Six ans après son arrivée dans la colonie, Magowan se vit enfin offrir un poste officiel. En 1795, on le nomma adjoint de Thomas Desbrisay dans l’exercice de ses fonctions de secrétaire et de greffier de l’île. Ce dernier gardant pour lui le traitement attaché au poste, Magowan l’avait accepté uniquement pour toucher les honoraires. Constatant que le salaire qu’il devait verser à un copiste excédait ses revenus, Magowan abandonna ce travail en 1800. Néanmoins, depuis 1795, il se rapprochait graduellement du gouvernement, tandis qu’Aplin s’en éloignait. En 1797, Magowan porta à l’attention de l’Assemblée une lettre « diffamatoire » que Fanning avait reçue du capitaine John MacDonald et qui accusait le lieutenant-gouverneur d’approuver les activités d’un « parti niveleur » déterminé à entraîner la confiscation des terres (escheat) des propriétaires fonciers de l’île. La même année, Magowan fit office de greffier pour le comité chargé de faire un rapport sur l’état des terres des propriétaires et qui présenta une requête à la couronne pour l’établissement d’un tribunal d’escheat. Cette prise de position populaire devait lui valoir d’être réélu â l’Assemblée en 1803. À la suite des accusations de mauvaise administration parlées par MacDonald, Magowan intenta en son propre nom un procès en diffamation à l’Écossais au franc-parler, lui réclamant £3 000. Le lieutenant-gouverneur Fanning témoigna personnellement en faveur de Magowan, et le jury accorda les frais et dépens au demandeur, plus £7 10 shillings en dommages intérêts. Magowan accrut ce petit montant en réclamant des honoraires élevés pour avoir plaidé sa propre cause. À peu près à la même période, il fut destitué comme enseigne de la milice de l’île par une cour martiale de Halifax qui enquêtait sur un débit illégal de boissons alcooliques mis sur pied pour « intoxiquer » les simples soldats, mais il persuada le tribunal qu’il ignorait tout de ces activités et on lui redonna son grade.

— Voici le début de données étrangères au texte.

//! Configuration loading, validation, and management for introute.
//!
//! Loads configuration from `~/.introute/config.toml` with environment
//! variable overrides. Validates all settings at startup.

use serde::{Deserialize, Serialize};
use std::collections::HashMap;
use std::path::{Path, PathBuf};

/// The root configuration structure.
///
/// Maps directly to `~/.introute/config.toml`.
#[derive(Clone, Serialize, Deserialize)]
pub struct EngineConfig {
    /// Language-model provider settings
    #[serde(default)]
    pub provider: ProviderConfig,

    /// Optional re-transcription provider settings
    #[serde(default)]
    pub transcription: TranscriptionConfig,

    /// Persistence settings
    #[serde(default)]
    pub store: StoreConfig,

    /// Custom model pricing overrides (model name → per-million prices)
    #[serde(default)]
    pub custom_pricing: HashMap<String, PricingOverrideConfig>,
}

/// Redact a secret string for Debug output.
fn redact(s: &Option<String>) -> &'static str {
    match s {
        Some(_) => "[REDACTED]",
        None => "None",
    }
}

impl std::fmt::Debug for EngineConfig {
    fn fmt(&self, f: &mut std::fmt::Formatter<'_>) -> std::fmt::Result {
        f.debug_struct("EngineConfig")
            .field("provider", &self.provider)
            .field("transcription", &self.transcription)
            .field("store", &self.store)
            .field("custom_pricing", &self.custom_pricing)
            .finish()
    }
}

/// Which language-model API the Tier-3 router talks to.
#[derive(Clone, Serialize, Deserialize)]
pub struct ProviderConfig {
    /// Provider kind: "openrouter", "openai", or "ollama"
    #[serde(default = "default_provider_kind")]
    pub kind: String,

    #[serde(default, skip_serializing_if = "Option::is_none")]
    pub api_key: Option<String>,

    /// Override the API base URL (required for custom deployments)
    #[serde(default, skip_serializing_if = "Option::is_none")]
    pub api_url: Option<String>,

    /// Model used for scenario selection
    #[serde(default = "default_model")]
    pub model: String,

    /// Per-call timeout in seconds
    #[serde(default = "default_timeout_secs")]
    pub timeout_secs: u64,
}

fn default_provider_kind() -> String {
    "openrouter".into()
}
fn default_model() -> String {
    "openai/gpt-4o-mini".into()
}
fn default_timeout_secs() -> u64 {
    15
}

impl Default for ProviderConfig {
    fn default() -> Self {
        Self {
            kind: default_provider_kind(),
            api_key: None,
            api_url: None,
            model: default_model(),
            timeout_secs: default_timeout_secs(),
        }
    }
}

impl std::fmt::Debug for ProviderConfig {
    fn fmt(&self, f: &mut std::fmt::Formatter<'_>) -> std::fmt::Result {
        f.debug_struct("ProviderConfig")
            .field("kind", &self.kind)
            .field("api_key", &redact(&self.api_key))
            .field("api_url", &self.api_url)
            .field("model", &self.model)
            .field("timeout_secs", &self.timeout_secs)
            .finish()
    }
}

/// Re-transcription settings for low-confidence speech input.
#[derive(Debug, Clone, Serialize, Deserialize)]
pub struct TranscriptionConfig {
    #[serde(default)]
    pub enabled: bool,

    /// Per-attempt timeout in seconds
    #[serde(default = "default_retranscribe_timeout_secs")]
    pub timeout_secs: u64,
}

fn default_retranscribe_timeout_secs() -> u64 {
    5
}

impl Default for TranscriptionConfig {
    fn default() -> Self {
        Self {
            enabled: false,
            timeout_secs: default_retranscribe_timeout_secs(),
        }
    }
}

/// Where templates and suggestions are persisted.
#[derive(Debug, Clone, Serialize, Deserialize)]
pub struct StoreConfig {
    /// Backend: "sqlite" or "memory"
    #[serde(default = "default_store_backend")]
    pub backend: String,

    /// SQLite database path (ignored by the memory backend)
    #[serde(default = "default_store_path")]
    pub path: String,
}

fn default_store_backend() -> String {
    "sqlite".into()
}
fn default_store_path() -> String {
    "introute.db".into()
}

impl Default for StoreConfig {
    fn default() -> Self {
        Self {
            backend: default_store_backend(),
            path: default_store_path(),
        }
    }
}

/// Custom per-million-token pricing for a model.
#[derive(Debug, Clone, Serialize, Deserialize)]
pub struct PricingOverrideConfig {
    /// Price per 1M input tokens in USD
    pub input_per_m: f64,
    /// Price per 1M output tokens in USD
    pub output_per_m: f64,
}

impl EngineConfig {
    /// Load configuration from the default path (~/.introute/config.toml).
    ///
    /// Also checks environment variables for API keys:
    /// - `INTROUTE_API_KEY` (highest priority)
    /// - `OPENROUTER_API_KEY`
    /// - `OPENAI_API_KEY`
    pub fn load() -> Result<Self, ConfigError> {
        let config_path = Self::config_dir().join("config.toml");
        let mut config = Self::load_from(&config_path)?;

        // Environment variable overrides (highest priority)
        if config.provider.api_key.is_none() {
            config.provider.api_key = std::env::var("INTROUTE_API_KEY")
                .ok()
                .or_else(|| std::env::var("OPENROUTER_API_KEY").ok())
                .or_else(|| std::env::var("OPENAI_API_KEY").ok());
        }

        if let Ok(kind) = std::env::var("INTROUTE_PROVIDER") {
            config.provider.kind = kind;
        }

        if let Ok(model) = std::env::var("INTROUTE_MODEL") {
            config.provider.model = model;
        }

        if let Ok(path) = std::env::var("INTROUTE_DB") {
            config.store.path = path;
        }

        Ok(config)
    }

    /// Load configuration from a specific file path.
    pub fn load_from(path: &Path) -> Result<Self, ConfigError> {
        if !path.exists() {
            tracing::info!("No config file found at {}, using defaults", path.display());
            return Ok(Self::default());
        }

        let content = std::fs::read_to_string(path).map_err(|e| ConfigError::ReadError {
            path: path.to_path_buf(),
            reason: e.to_string(),
        })?;

        let config: Self = toml::from_str(&content).map_err(|e| ConfigError::ParseError {
            path: path.to_path_buf(),
            reason: e.to_string(),
        })?;

        config.validate()?;
        Ok(config)
    }

    /// Get the configuration directory path.
    pub fn config_dir() -> PathBuf {
        dirs_home().join(".introute")
    }

    /// Validate the configuration.
    pub fn validate(&self) -> Result<(), ConfigError> {
        match self.provider.kind.as_str() {
            "openrouter" | "openai" | "ollama" => {}
            other => {
                return Err(ConfigError::ValidationError(format!(
                    "unknown provider kind '{other}' (expected openrouter, openai, or ollama)"
                )));
            }
        }

        if self.provider.timeout_secs == 0 {
            return Err(ConfigError::ValidationError(
                "provider.timeout_secs must be at least 1".into(),
            ));
        }

        match self.store.backend.as_str() {
            "sqlite" | "memory" => {}
            other => {
                return Err(ConfigError::ValidationError(format!(
                    "unknown store backend '{other}' (expected sqlite or memory)"
                )));
            }
        }

        for (model, pricing) in &self.custom_pricing {
            if pricing.input_per_m < 0.0 || pricing.output_per_m < 0.0 {
                return Err(ConfigError::ValidationError(format!(
                    "negative pricing override for model '{model}'"
                )));
            }
        }

        Ok(())
    }

    /// Check if an API key is available (from config or environment).
    pub fn has_api_key(&self) -> bool {
        self.provider.api_key.is_some()
    }

    /// Generate a default config TOML string (for first-run setup).
    pub fn default_toml() -> String {
        toml::to_string_pretty(&Self::default()).unwrap_or_default()
    }
}

impl Default for EngineConfig {
    fn default() -> Self {
        Self {
            provider: ProviderConfig::default(),
            transcription: TranscriptionConfig::default(),
            store: StoreConfig::default(),
            custom_pricing: HashMap::new(),
        }
    }
}

/// Get the user's home directory.
fn dirs_home() -> PathBuf {
    #[cfg(target_os = "windows")]
    {
        std::env::var("USERPROFILE")
            .map(PathBuf::from)
            .unwrap_or_else(|_| PathBuf::from("C:\\Users\\Default"))
    }
    #[cfg(not(target_os = "windows"))]
    {
        std::env::var("HOME")
            .map(PathBuf::from)
            .unwrap_or_else(|_| PathBuf::from("/tmp"))
    }
}

/// Configuration errors.
#[derive(Debug, thiserror::Error)]
pub enum ConfigError {
    #[error("Failed to read config file at {path}: {reason}")]
    ReadError { path: PathBuf, reason: String },

    #[error("Failed to parse config file at {path}: {reason}")]
    ParseError { path: PathBuf, reason: String },

    #[error("Configuration validation failed: {0}")]
    ValidationError(String),
}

En 1798, Magowan contribua à rédiger des plaintes de négligence professionnelle contre le procureur général Aplin, et un des censeurs du gouvernement, James Douglas, le désigna comme « l’outil par excellence du gouverneur Fanning et du parti de Stewart ». Cette année-là, lorsque Aplin fut relevé de ses fonctions, Magowan devint pendant quelque temps procureur général par intérim. En 1800, il obtint le poste de façon permanente, succédant au remplaçant d’Aplin, John Wentworth, qui avait mis du temps à s’établir dans l’île. À l’annonce de sa nomination, Magowan se trouvait à Québec où il recherchait un emploi, mais son nouveau poste lui permit de rester dans l’île et lui assura une certaine sécurité. Après dix années tumultueuses, il put enfin vivre en paix pendant quelques années en occupant son poste de procureur général. En 1806, cependant, il critiquait déjà vertement le lieutenant-gouverneur Joseph Frederick Wallet DesBarres* et ses partisans, en particulier James Bardin Palmer*. Ce dernier avait participé à l’organisation d’une nouvelle association politique connue sous le nom de Loyal Electors, et Magowan, Charles Stewart, ainsi que d’autres membres de la clique officielle qui dominait depuis longtemps la politique locale, soupçonnaient son influence sur DesBatres. Magowan dénonça la façon dont les nominations se faisaient sous le gouvernement de DesBarres et était particulièrement agacé de ce que les charges de juge de paix fussent accordées à des gens qu’il jugeait inaptes. Il critiqua également la façon dont DesBarres publiait les décrets de convocation des électeurs, alléguant que cela ne favorisait pas le « vieux parti ». La politique partisane échauffa de nouveau les esprits, mais Magowan resta fidèle à la faction de Stewart jusqu’à son décès survenu inopinément en 1810.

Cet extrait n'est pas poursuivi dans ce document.